A couple ‘He’ (Willem Dafoe) and ‘She’ (Charlotte Gainsbourg) engage in energetic sex while their toddler son, supposed to be asleep, escapes his crib and displaying a final act of dare-devilry climbs upon a chair and tumbles out of an open window to his death. Devastated by the loss and rapidly losing faith in medicinal therapy, ‘He’, a psychiatrist, decides to treat his grieving wife himself using exposure therapy techniques. They retreat to their cabin in the woods, know as ‘Eden’ and both attempt to work their way through their grief, pain and despair; here depicted as three talisman in the opening prologue and then as an unholy trinity of animals, in the form of a roe deer, fox and raven.

antichrist

Had this film been solely about the emotional turmoil of losing a child then perhaps it would have elicited heightened feelings of empathy and identification thereby making the experience a more enjoyable one. Instead, von Trier muddies the waters with allusions to Adam and Eve, Satan and concentrated evil personified in the figure of ‘woman’. Here, woman is aligned with nature…’She’ is a body of impulse, instinct and desire and is, apparently, beyond rational control. ‘He’ attempts to control her and when that fails, she must be punished – first mutilated at her own hand; then irrevocably at his.
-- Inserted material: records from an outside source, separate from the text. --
//! `Sync`/`<Delete>` calendar item deletion, with the one-shot
//! stale-SyncKey retry from §4.5.5.

use crate::config::EngineConfig;
use crate::error::{Error, ErrorKind, Result};
use crate::transport::Transport;
use crate::wbxml::{CodePage, WbxmlEvent};

use super::sync_key::{advance_to_stability, sync_with_mutation, DEFAULT_WINDOW_SIZE};

/// The MS-ASCMD `Status` code meaning "invalid synchronization key".
const STATUS_INVALID_SYNC_KEY: u32 = 3;
/// The MS-ASCMD `Status` code meaning "object not found" — already gone
/// is treated as a successful delete.
const STATUS_OBJECT_NOT_FOUND: u32 = 8;

/// Deletes `server_id` from `collection_id`.
///
/// Advances the SyncKey to stability first (same rationale as Create: a
/// stale key is rejected outright). If the server responds `Status=3`
/// (stale key) the SyncKey is reset to `"0"`, re-advanced, and the delete
/// is retried exactly once — per §4.5.5 this bound prevents livelock
/// against a server that never converges.
///
/// # Errors
///
/// Returns [`ErrorKind::Transport`]/[`ErrorKind::Auth`] from the
/// transport, [`ErrorKind::Parse`] on malformed WBXML, and
/// [`ErrorKind::ProtocolStatus`] for any response `Status` other than `1`
/// or `8` on the final attempt.
pub async fn delete_event<T: Transport>(
    client: &crate::transport::EasClient<T>,
    collection_id: &str,
    server_id: &str,
    config: &EngineConfig,
) -> Result<()> {
    match try_delete_once(client, collection_id, server_id, config).await {
        Ok(()) => Ok(()),
        Err(err) if is_stale_sync_key(&err) => {
            try_delete_once(client, collection_id, server_id, config).await
        }
        Err(err) => Err(err),
    }
}

fn is_stale_sync_key(err: &crate::error::Error) -> bool {
    err.kind() == ErrorKind::ProtocolStatus
        && err
            .context()
            .is_some_and(|c| c.contains(&format!("Status={STATUS_INVALID_SYNC_KEY}")))
}

async fn try_delete_once<T: Transport>(
    client: &crate::transport::EasClient<T>,
    collection_id: &str,
    server_id: &str,
    config: &EngineConfig,
) -> Result<()> {
    let (key, _) = advance_to_stability(client, collection_id, config).await?;

    let page = CodePage::AirSync;
    let delete = vec![
        WbxmlEvent::start(page, "Delete"),
        WbxmlEvent::start(page, "ServerId"),
        WbxmlEvent::Text(server_id.to_string()),
        WbxmlEvent::End,
        WbxmlEvent::End,
    ];

    let batch = sync_with_mutation(client, collection_id, &key, false, DEFAULT_WINDOW_SIZE, Some(delete)).await?;

    let response = batch
        .responses
        .iter()
        .find(|n| n.name == "Delete" && n.text_of_first(&["ServerId"]) == Some(server_id));

    let Some(response) = response else {
        return Ok(());
    };

    let status: u32 = response
        .text_of_first(&["Status"])
        .and_then(|s| s.parse().ok())
        .unwrap_or(1);

    match status {
        1 | STATUS_OBJECT_NOT_FOUND => Ok(()),
        other => Err(Error::protocol_status("Delete", other)),
    }
}

#[cfg(test)]
mod tests {
    use super::*;
    use crate::model::Account;
    use crate::transport::{EasClient, MockTransport, TransportResponse};
    use crate::wbxml::encode;
    use std::collections::HashMap;

    fn account() -> Account {
        Account {
            domain: "CONTOSO".into(),
            username: "alice".into(),
            password: "hunter2".into(),
            device_id: "dev1".into(),
            device_type: "measync".into(),
        }
    }

    fn stable_key_response(key: &str) -> Vec<u8> {
        let page = CodePage::AirSync;
        encode(&[
            WbxmlEvent::start(page, "Sync"),
            WbxmlEvent::start(page, "Collections"),
            WbxmlEvent::start(page, "Collection"),
            WbxmlEvent::start(page, "SyncKey"),
            WbxmlEvent::Text(key.to_string()),
            WbxmlEvent::End,
            WbxmlEvent::start(page, "Status"),
            WbxmlEvent::Text("1".to_string()),
            WbxmlEvent::End,
            WbxmlEvent::End,
            WbxmlEvent::End,
            WbxmlEvent::End,
        ])
        .unwrap()
    }

    fn delete_response(server_id: &str, status: u32) -> Vec<u8> {
        let page = CodePage::AirSync;
        encode(&[
            WbxmlEvent::start(page, "Sync"),
            WbxmlEvent::start(page, "Collections"),
            WbxmlEvent::start(page, "Collection"),
            WbxmlEvent::start(page, "SyncKey"),
            WbxmlEvent::Text("2".to_string()),
            WbxmlEvent::End,
            WbxmlEvent::start(page, "Status"),
            WbxmlEvent::Text("1".to_string()),
            WbxmlEvent::End,
            WbxmlEvent::start(page, "Responses"),
            WbxmlEvent::start(page, "Delete"),
            WbxmlEvent::start(page, "ServerId"),
            WbxmlEvent::Text(server_id.to_string()),
            WbxmlEvent::End,
            WbxmlEvent::start(page, "Status"),
            WbxmlEvent::Text(status.to_string()),
            WbxmlEvent::End,
            WbxmlEvent::End,
            WbxmlEvent::End,
            WbxmlEvent::End,
            WbxmlEvent::End,
            WbxmlEvent::End,
        ])
        .unwrap()
    }

    #[tokio::test]
    async fn successful_delete_on_first_attempt() {
        let mock = MockTransport::new();
        mock.push_response(TransportResponse { status: 200, headers: HashMap::new(), body: stable_key_response("1") });
        mock.push_response(TransportResponse { status: 200, headers: HashMap::new(), body: delete_response("42:1", 1) });

        let client = EasClient::new(mock, "https://mail.example.com/eas", account());
        let config = EngineConfig::new("https://mail.example.com/eas", account());
        delete_event(&client, "1", "42:1", &config).await.unwrap();
        assert_eq!(client.transport().request_count(), 2);
    }

    #[tokio::test]
    async fn stale_key_triggers_exactly_one_retry() {
        let mock = MockTransport::new();
        // First attempt: advance, then Delete returns Status=3.
        mock.push_response(TransportResponse { status: 200, headers: HashMap::new(), body: stable_key_response("1") });
        mock.push_response(TransportResponse { status: 200, headers: HashMap::new(), body: delete_response("42:1", 3) });
        // Retry: advance again, then Delete succeeds.
        mock.push_response(TransportResponse { status: 200, headers: HashMap::new(), body: stable_key_response("1") });
        mock.push_response(TransportResponse { status: 200, headers: HashMap::new(), body: delete_response("42:1", 1) });

        let client = EasClient::new(mock, "https://mail.example.com/eas", account());
        let config = EngineConfig::new("https://mail.example.com/eas", account());
        delete_event(&client, "1", "42:1", &config).await.unwrap();
        assert_eq!(client.transport().request_count(), 4);
    }

    #[tokio::test]
    async fn not_found_is_treated_as_success() {
        let mock = MockTransport::new();
        mock.push_response(TransportResponse { status: 200, headers: HashMap::new(), body: stable_key_response("1") });
        mock.push_response(TransportResponse { status: 200, headers: HashMap::new(), body: delete_response("42:1", 8) });

        let client = EasClient::new(mock, "https://mail.example.com/eas", account());
        let config = EngineConfig::new("https://mail.example.com/eas", account());
        delete_event(&client, "1", "42:1", &config).await.unwrap();
    }
}
/// Builds `<settings:DeviceInformation><Set>...</Set></settings:DeviceInformation>`,
/// sent on Phase 1 of a 14.x+ handshake so the server can apply
/// device-specific policy (remote wipe targeting, attachment limits by OS).
fn build_device_information(account: &Account) -> Vec<WbxmlEvent> {
    let page = CodePage::Settings;
    vec![
        WbxmlEvent::start(page, "DeviceInformation"),
        WbxmlEvent::start(page, "Set"),
        WbxmlEvent::start(page, "Model"),
        WbxmlEvent::Text(DEVICE_MODEL.to_string()),
        WbxmlEvent::End,
        WbxmlEvent::start(page, "IMEI"),
        WbxmlEvent::Text(synthetic_imei(&account.device_id)),
        WbxmlEvent::End,
        WbxmlEvent::start(page, "FriendlyName"),
        WbxmlEvent::Text(account.device_type.clone()),
        WbxmlEvent::End,
        WbxmlEvent::start(page, "OS"),
        WbxmlEvent::Text(std::env::consts::OS.to_string()),
        WbxmlEvent::End,
        WbxmlEvent::start(page, "UserAgent"),
        WbxmlEvent::Text(format!("measync/{}", env!("CARGO_PKG_VERSION"))),
        WbxmlEvent::End,
        WbxmlEvent::End, // Set
        WbxmlEvent::End, // DeviceInformation
    ]
}

/// Exchange requires `IMEI` to fit a phone-identifier shape; this crate has
/// no real IMEI, so it derives a stable stand-in from the trailing 15
/// characters of the account's `DeviceId`.
fn synthetic_imei(device_id: &str) -> String {
    let chars: Vec<char> = device_id.chars().collect();
    let start = chars.len().saturating_sub(15);
    chars[start..].iter().collect()
}

/// Returns `(top-level Status, PolicyKey if present, Policy.Status)`.
fn parse_response(events: &[WbxmlEvent]) -> Result<(u32, Option<PolicyKey>, u32)> {
    let mut status = 0u32;
    let mut policy_status = 0u32;
    let mut policy_key = None;

    // Flat scan: MS-ASPROV responses are shallow enough (Provision/Status,
    // Provision/Policies/Policy/{PolicyType,PolicyKey,Status}) that tracking
    // the immediately-preceding Start name is sufficient context, rather
    // than building a full tree.
    let mut path: Vec<&str> = Vec::new();

    for event in events {
        match event {
            WbxmlEvent::Start { name, .. } => path.push(name),
            WbxmlEvent::End => {
                path.pop();
            }
            WbxmlEvent::Text(text) => {
                match path.last().copied() {
                    Some("Status") if path.len() == 2 => {
                        status = text.parse().unwrap_or(0);
                    }
                    Some("Status") if path.iter().any(|n| *n == "Policy") => {
                        policy_status = text.parse().unwrap_or(0);
                    }
                    Some("PolicyKey") => {
                        policy_key = Some(PolicyKey(text.clone()));
                    }
                    _ => {}
                }
            }
            WbxmlEvent::Opaque(_) => {}
        }
    }

    Ok((status, policy_key, policy_status))
}

#[cfg(test)]
mod tests {
    use super::*;
    use crate::model::Account;
    use crate::transport::{EasClient, MockTransport};
    use crate::transport::TransportResponse;
    use std::collections::HashMap;

    fn account() -> Account {
        Account {
            domain: "CONTOSO".into(),
            username: "alice".into(),
            password: "hunter2".into(),
            device_id: "dev1".into(),
            device_type: "measync".into(),
        }
    }

    fn provision_response(status: u32, policy_status: u32, policy_key: &str) -> Vec<u8> {
        let page = CodePage::Provision;
        let mut events = vec![
            WbxmlEvent::start(page, "Provision"),
            WbxmlEvent::start(page, "Status"),
            WbxmlEvent::Text(status.to_string()),
            WbxmlEvent::End,
        ];
        events.push(WbxmlEvent::start(page, "Policies"));
        events.push(WbxmlEvent::start(page, "Policy"));
        events.push(WbxmlEvent::start(page, "PolicyType"));
        events.push(WbxmlEvent::Text(POLICY_TYPE.to_string()));
        events.push(WbxmlEvent::End);
        events.push(WbxmlEvent::start(page, "Status"));
        events.push(WbxmlEvent::Text(policy_status.to_string()));
        events.push(WbxmlEvent::End);
        if !policy_key.is_empty() {
            events.push(WbxmlEvent::start(page, "PolicyKey"));
            events.push(WbxmlEvent::Text(policy_key.to_string()));
            events.push(WbxmlEvent::End);
        }
        events.push(WbxmlEvent::End); // Policy
        events.push(WbxmlEvent::End); // Policies
        events.push(WbxmlEvent::End); // Provision
        encode(&events).unwrap()
    }

    #[tokio::test]
    async fn happy_path_reaches_active() {
        let mock = MockTransport::new();
        mock.push_response(TransportResponse {
            status: 200,
            headers: HashMap::new(),
            body: provision_response(1, 1, "temp-key-1"),
        });
        mock.push_response(TransportResponse {
            status: 200,
            headers: HashMap::new(),
            body: provision_response(1, 1, "final-key-9"),
        });

        let client = EasClient::new(mock, "https://mail.example.com/eas", account());
        let state = provision(&client).await.unwrap();
        assert_eq!(state, ProvisioningState::Active { key: PolicyKey("final-key-9".to_string()) });
        assert_eq!(client.policy_key().0, "final-key-9");
    }

    #[tokio::test]
    async fn no_policy_server_is_active_with_sentinel_key() {
        let mock = MockTransport::new();
        mock.push_response(TransportResponse {
            status: 200,
            headers: HashMap::new(),
            body: provision_response(1, 2, ""),
        });
        let client = EasClient::new(mock, "https://mail.example.com/eas", account());
        let state = provision(&client).await.unwrap();
        assert_eq!(
            state,
            ProvisioningState::Active {
                key: PolicyKey::unprovisioned()
            }
        );
        assert_eq!(client.policy_key(), PolicyKey::unprovisioned());
        // No Phase 2 round trip: exactly one Provision request was sent.
        assert_eq!(client.transport().request_count(), 1);
    }

    #[tokio::test]
    async fn policy_status_other_than_one_or_two_rejects() {
        let mock = MockTransport::new();
        mock.push_response(TransportResponse {
            status: 200,
            headers: HashMap::new(),
            body: provision_response(1, 139, ""),
        });
        let client = EasClient::new(mock, "https://mail.example.com/eas", account());
        let state = provision(&client).await.unwrap();
        assert_eq!(state, ProvisioningState::Rejected { status: 139 });
    }

    #[tokio::test]
    async fn phase1_emits_device_information_by_default() {
        let mock = MockTransport::new();
        mock.push_response(TransportResponse {
            status: 200,
            headers: HashMap::new(),
            body: provision_response(1, 1, "temp-key-1"),
        });
        mock.push_response(TransportResponse {
            status: 200,
            headers: HashMap::new(),
            body: provision_response(1, 1, "final-key-9"),
        });

        let client = EasClient::new(mock, "https://mail.example.com/eas", account());
        provision(&client).await.unwrap();

        let requests = client.transport().requests();
        let phase1_body = &requests[0].request.body;
        let events = decode(phase1_body).unwrap();
        let xml = crate::wbxml::events_to_xml(&events).unwrap();
        assert!(xml.contains("Settings:DeviceInformation"));
        assert!(xml.contains("Settings:Model"));
        assert!(xml.contains("Settings:IMEI"));
        assert!(xml.contains("Settings:FriendlyName"));
        assert!(xml.contains("Settings:OS"));
        assert!(xml.contains("Settings:UserAgent"));

        // Phase 2 (the ack leg) does not repeat it.
        let phase2_body = &requests[1].request.body;
        let phase2_xml = crate::wbxml::events_to_xml(&decode(phase2_body).unwrap()).unwrap();
        assert!(!phase2_xml.contains("DeviceInformation"));
    }

    #[tokio::test]
    async fn phase1_omits_device_information_for_12_1() {
        let mock = MockTransport::new();
        let mut options_headers = HashMap::new();
        options_headers.insert("MS-ASProtocolVersions".to_string(), "12.1".to_string());
        mock.push_response(TransportResponse {
            status: 200,
            headers: options_headers,
            body: Vec::new(),
        });
        mock.push_response(TransportResponse {
            status: 200,
            headers: HashMap::new(),
            body: provision_response(1, 1, "temp-key-1"),
        });
        mock.push_response(TransportResponse {
            status: 200,
            headers: HashMap::new(),
            body: provision_response(1, 1, "final-key-9"),
        });

        let client = EasClient::new(mock, "https://mail.example.com/eas", account());
        client.detect_version().await.unwrap();
        provision(&client).await.unwrap();

        let requests = client.transport().requests();
        let phase1_body = &requests[1].request.body;
        let xml = crate::wbxml::events_to_xml(&decode(phase1_body).unwrap()).unwrap();
        assert!(!xml.contains("DeviceInformation"));
    }

    #[tokio::test]
    async fn top_level_status_failure_rejects_before_phase2() {
        let mock = MockTransport::new();
        mock.push_response(TransportResponse {
            status: 200,
            headers: HashMap::new(),
            body: provision_response(139, 1, "x"),
        });
        let client = EasClient::new(mock, "https://mail.example.com/eas", account());
        let state = provision(&client).await.unwrap();
        assert_eq!(state, ProvisioningState::Rejected { status: 139 });
        assert_eq!(client.transport().request_count(), 1);
    }
}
The cinematography deviates from linear and transition shots, lens effects and from black and white stock to colour seemingly to create the idea of chaos while in reality it adds to the over-indulgence of the whole ‘horror’ text. There serves little purpose to ‘She’s Gynocide thesis plot-point other than to further elicit the Nietzchean  ideal upon which the film is seemingly based. The director claims that this is his most personal film, however, I would suggest that the man has willfully set out to create a pretentious and rebarbative piece of art with the sole and deliberate intention of exasperating people to the point of irritability. Job done.